Shared by Vlatko Juric-Kokic
Anyway, I'm just going to prepare another pasta meal, Tuna pasta. :-)
It goes like this:
Take about a quarter pound of a thick pasta. As I said earlier, penne, fusili, sedani rigati, or something like that. Thin pastas like vermicelli or spaghettini can also be used, but the thick ones are better.
Put water to boil.
*Take a small can of tuna steak or chunks in ordinary oil or brine. I use a 185g can (150g net fish). That's ... 6 ounces or so. Drain the liquid, put the meat into a bowl and mash it thoroughly with a fork.
*take a 100g (3.5 ounces) of grated parmigiano cheese, pour into the bowl with the fish.
*add butter, about an ounce or 1.5 ounces, to the above
*add a tablespoon or so of olive oil
*add juice of half a lemon
*add garlic to taste (very finely minced or pressed)
*add a pinch of dried parsley (or finely minced fresh one)
*add salt and pepper to taste
*you can add other spices. I found that ground rosemary or sage leaves go very well with tuna.
Mash all together with fork until you get a viscid (hah! looked that one in the dictionary :-)) paste, which can be also served as a spread. I suppose you can throw everything into a blender and get the results much sooner and with much less effort.
As all the quantities are variable, you can experiment with them. My sister uses mayonaise instead of butter, but I don't like it. Also, if you don't have a lemon, you can substitute a bit of wine or apple or balsamic vinegar. Something to cut through all that heavy ingredients. You can also substitute other fish filets, like mackerel, for tuna. Not bad, but this is better.
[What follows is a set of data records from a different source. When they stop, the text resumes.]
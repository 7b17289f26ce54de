//! RunMerger: the read side of the external sort (spec.md §4.4).
//!
//! A small binary heap over each run's current head, the same shape the
//! teacher's `MergingIterator` uses over its LSM run iterators
//! (`src/storage/lsm/merging_iterator.rs`), except ties here don't mean
//! "later source wins" (MVCC) — they mean "splice both payloads together"
//! (spec.md §4.5), and every tied head advances before the merger moves on.

use crate::error::Result;
use crate::main_dict::codec::parse_line;
use crate::main_dict::payload::splice_payload;
use crate::main_dict::{Payload, Token};
use std::cmp::{Ordering, Reverse};
use std::collections::BinaryHeap;
use std::fs::File;
use std::io::{BufRead, BufReader};
use std::path::{Path, PathBuf};

struct RunHead {
    reader: BufReader<File>,
    current: Option<(Token, Payload)>,
}

impl RunHead {
    fn open(path: &Path) -> Result<Self> {
        let file = File::open(path)?;
        let mut head = Self {
            reader: BufReader::new(file),
            current: None,
        };
        head.advance()?;
        Ok(head)
    }

    fn advance(&mut self) -> Result<()> {
        let mut line = Vec::new();
        let n = self.reader.read_until(b'\n', &mut line)?;
        self.current = if n == 0 { None } else { Some(parse_line(&line)?) };
        Ok(())
    }
}

/// Heap key: ascending by token, then by run index — the stable tie-break
/// spec.md §9 calls for, so splice order across equal-token runs is
/// deterministic (lowest run index contributes the base payload).
#[derive(PartialEq, Eq)]
struct HeapKey {
    token: Token,
    run_index: usize,
}

impl Ord for HeapKey {
    fn cmp(&self, other: &Self) -> Ordering {
        self.token.cmp(&other.token).then(self.run_index.cmp(&other.run_index))
    }
}

impl PartialOrd for HeapKey {
    fn partial_cmp(&self, other: &Self) -> Option<Ordering> {
        Some(self.cmp(other))
    }
}

/// A lazy, finite, non-restartable k-way merge over a set of sorted run
/// files, splicing payloads for duplicate tokens as it goes.
pub struct RunMerger {
    heads: Vec<RunHead>,
    heap: BinaryHeap<Reverse<HeapKey>>,
}

impl RunMerger {
    pub fn open(paths: &[PathBuf]) -> Result<Self> {
        let mut heads = Vec::with_capacity(paths.len());
        let mut heap = BinaryHeap::new();
        for (run_index, path) in paths.iter().enumerate() {
            let head = RunHead::open(path)?;
            if let Some((token, _)) = &head.current {
                heap.push(Reverse(HeapKey {
                    token: token.clone(),
                    run_index,
                }));
            }
            heads.push(head);
        }
        Ok(Self { heads, heap })
    }

    /// Take this run's current head and advance it, re-pushing its new
    /// head onto the heap if it isn't exhausted.
    fn take_head(&mut self, run_index: usize) -> Result<(Token, Payload)> {
        let (token, payload) = self.heads[run_index]
            .current
            .take()
            .expect("heap entry implies a current head");
        self.heads[run_index].advance()?;
        if let Some((next_token, _)) = &self.heads[run_index].current {
            self.heap.push(Reverse(HeapKey {
                token: next_token.clone(),
                run_index,
            }));
        }
        Ok((token, payload))
    }

    pub fn next_entry(&mut self) -> Result<Option<(Token, Payload)>> {
        let Reverse(top) = match self.heap.pop() {
            Some(top) => top,
            None => return Ok(None),
        };
        let (token, mut payload) = self.take_head(top.run_index)?;

        while let Some(Reverse(next)) = self.heap.peek() {
            if next.token != token {
                break;
            }
            let Reverse(next) = self.heap.pop().expect("peeked");
            let (_, more) = self.take_head(next.run_index)?;
            splice_payload(&mut payload, more);
        }

        Ok(Some((token, payload)))
    }
}

impl Iterator for RunMerger {
    type Item = Result<(Token, Payload)>;

    fn next(&mut self) -> Option<Self::Item> {
        self.next_entry().transpose()
    }
}

#[cfg(test)]
mod tests {
    use super::*;
    use crate::main_dict::codec::serialize_line;
    use crate::main_dict::payload::singleton_payload;
    use tempfile::TempDir;

    fn write_run(dir: &Path, name: &str, entries: &[(&str, Payload)]) -> PathBuf {
        let path = dir.join(name);
        let mut bytes = Vec::new();
        for (token, payload) in entries {
            bytes.extend_from_slice(&serialize_line(&token.as_bytes().to_vec(), payload));
        }
        std::fs::write(&path, bytes).unwrap();
        path
    }

    fn singleton(pid: u32, pos: u64) -> Payload {
        singleton_payload(b"file".to_vec(), b"path".to_vec(), b"/x".to_vec(), pid, vec![pos])
    }

    #[test]
    fn merges_disjoint_runs_in_order() {
        let dir = TempDir::new().unwrap();
        let r1 = write_run(dir.path(), "sort.0", &[("bar", singleton(1, 1))]);
        let r2 = write_run(dir.path(), "sort.1", &[("foo", singleton(2, 2))]);
        let merger = RunMerger::open(&[r1, r2]).unwrap();
        let tokens: Vec<Token> = merger.map(|r| r.unwrap().0).collect();
        assert_eq!(tokens, vec![b"bar".to_vec(), b"foo".to_vec()]);
    }

    #[test]
    fn splices_duplicate_tokens_across_runs() {
        let dir = TempDir::new().unwrap();
        let r1 = write_run(dir.path(), "sort.0", &[("foo", singleton(1, 1))]);
        let r2 = write_run(dir.path(), "sort.1", &[("foo", singleton(2, 2))]);
        let mut merger = RunMerger::open(&[r1, r2]).unwrap();
        let (token, payload) = merger.next_entry().unwrap().unwrap();
        assert_eq!(token, b"foo".to_vec());
        let packages = &payload[0].1[0].1[0].1;
        assert_eq!(packages, &vec![(1, vec![1]), (2, vec![2])]);
        assert!(merger.next_entry().unwrap().is_none());
    }

    #[test]
    fn splices_three_way_tie_in_run_order() {
        let dir = TempDir::new().unwrap();
        let r0 = write_run(dir.path(), "sort.0", &[("foo", singleton(1, 1))]);
        let r1 = write_run(dir.path(), "sort.1", &[("foo", singleton(2, 2))]);
        let r2 = write_run(dir.path(), "sort.2", &[("foo", singleton(3, 3))]);
        let mut merger = RunMerger::open(&[r0, r1, r2]).unwrap();
        let (_, payload) = merger.next_entry().unwrap().unwrap();
        let packages = &payload[0].1[0].1[0].1;
        assert_eq!(packages, &vec![(1, vec![1]), (2, vec![2]), (3, vec![3])]);
    }

    #[test]
    fn empty_run_set_yields_nothing() {
        let merger = RunMerger::open(&[]).unwrap();
        assert_eq!(merger.count(), 0);
    }
}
Okay, so while you were chopping and mincing and blending, the water boiled. Put the pasta in. When it's cooked, drain *thoroughly* in a colander or whatever you use. :-) Put the *hot* pasta into a serving or any other bowl, empty the bowl with the paste into it. Stir with a long spoon or with a salad kit (a long spoon and fork) until the paste is spread evenly all over the pasta.
(A bit of homegrown cooking wisdom. If the remains of the paste are sticking to its bowl, put a small quantity of the hot pasta into it. It will melt the butter so it will be easier to *empty* the bowl into the big one.)
Serve. You can also serve additional grated parmigiano with it. White wine goes well with tuna. :-)
Bon apetit.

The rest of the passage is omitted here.